(Saved entries)
-- Opening Marker --

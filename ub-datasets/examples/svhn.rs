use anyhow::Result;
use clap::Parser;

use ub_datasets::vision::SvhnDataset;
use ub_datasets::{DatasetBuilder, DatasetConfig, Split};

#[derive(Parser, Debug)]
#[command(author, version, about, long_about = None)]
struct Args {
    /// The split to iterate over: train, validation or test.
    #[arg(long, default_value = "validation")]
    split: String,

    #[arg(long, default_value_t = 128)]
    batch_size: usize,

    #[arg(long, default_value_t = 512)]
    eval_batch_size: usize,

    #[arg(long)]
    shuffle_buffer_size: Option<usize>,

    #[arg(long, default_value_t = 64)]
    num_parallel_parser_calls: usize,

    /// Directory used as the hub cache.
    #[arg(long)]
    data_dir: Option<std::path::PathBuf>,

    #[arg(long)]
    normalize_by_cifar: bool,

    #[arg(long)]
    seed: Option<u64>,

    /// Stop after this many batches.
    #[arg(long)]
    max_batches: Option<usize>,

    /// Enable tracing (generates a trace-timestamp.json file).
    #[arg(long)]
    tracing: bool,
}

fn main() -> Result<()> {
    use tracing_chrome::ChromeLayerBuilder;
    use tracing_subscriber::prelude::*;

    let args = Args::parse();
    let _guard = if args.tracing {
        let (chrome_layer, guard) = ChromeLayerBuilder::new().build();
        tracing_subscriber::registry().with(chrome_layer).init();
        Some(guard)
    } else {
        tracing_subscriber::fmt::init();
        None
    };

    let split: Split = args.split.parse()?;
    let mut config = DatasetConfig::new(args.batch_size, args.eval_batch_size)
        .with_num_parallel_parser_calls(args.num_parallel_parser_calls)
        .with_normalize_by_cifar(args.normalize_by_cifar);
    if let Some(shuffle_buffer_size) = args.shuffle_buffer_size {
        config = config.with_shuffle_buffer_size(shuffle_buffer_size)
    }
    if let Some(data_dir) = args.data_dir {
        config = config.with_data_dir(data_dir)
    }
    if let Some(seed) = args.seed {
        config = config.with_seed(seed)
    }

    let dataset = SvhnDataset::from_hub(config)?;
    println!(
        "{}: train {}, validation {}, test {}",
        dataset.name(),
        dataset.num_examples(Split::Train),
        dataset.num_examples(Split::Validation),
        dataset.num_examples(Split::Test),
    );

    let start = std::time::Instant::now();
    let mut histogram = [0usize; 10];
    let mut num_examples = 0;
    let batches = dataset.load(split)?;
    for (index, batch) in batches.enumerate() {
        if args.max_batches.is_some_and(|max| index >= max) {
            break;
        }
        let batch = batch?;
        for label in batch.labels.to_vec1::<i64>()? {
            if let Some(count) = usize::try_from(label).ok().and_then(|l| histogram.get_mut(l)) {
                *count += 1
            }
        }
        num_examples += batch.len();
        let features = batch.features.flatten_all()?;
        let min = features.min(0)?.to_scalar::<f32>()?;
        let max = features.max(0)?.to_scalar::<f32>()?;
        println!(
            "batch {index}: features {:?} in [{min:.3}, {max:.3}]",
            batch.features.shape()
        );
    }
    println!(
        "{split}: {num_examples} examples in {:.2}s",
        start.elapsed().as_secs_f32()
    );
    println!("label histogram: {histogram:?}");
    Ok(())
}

-- Closing Marker --

> **YOUR OBJECTIVE**
Could you reproduce, exactly as written, the lines running from the one with "batch.features.shape()" to the end of the entries above?

> **SOLUTION FOR THIS EXERCISE**
            batch.features.shape()
        );
    }
    println!(
        "{split}: {num_examples} examples in {:.2}s",
        start.elapsed().as_secs_f32()
    );
    println!("label histogram: {histogram:?}");
    Ok(())
}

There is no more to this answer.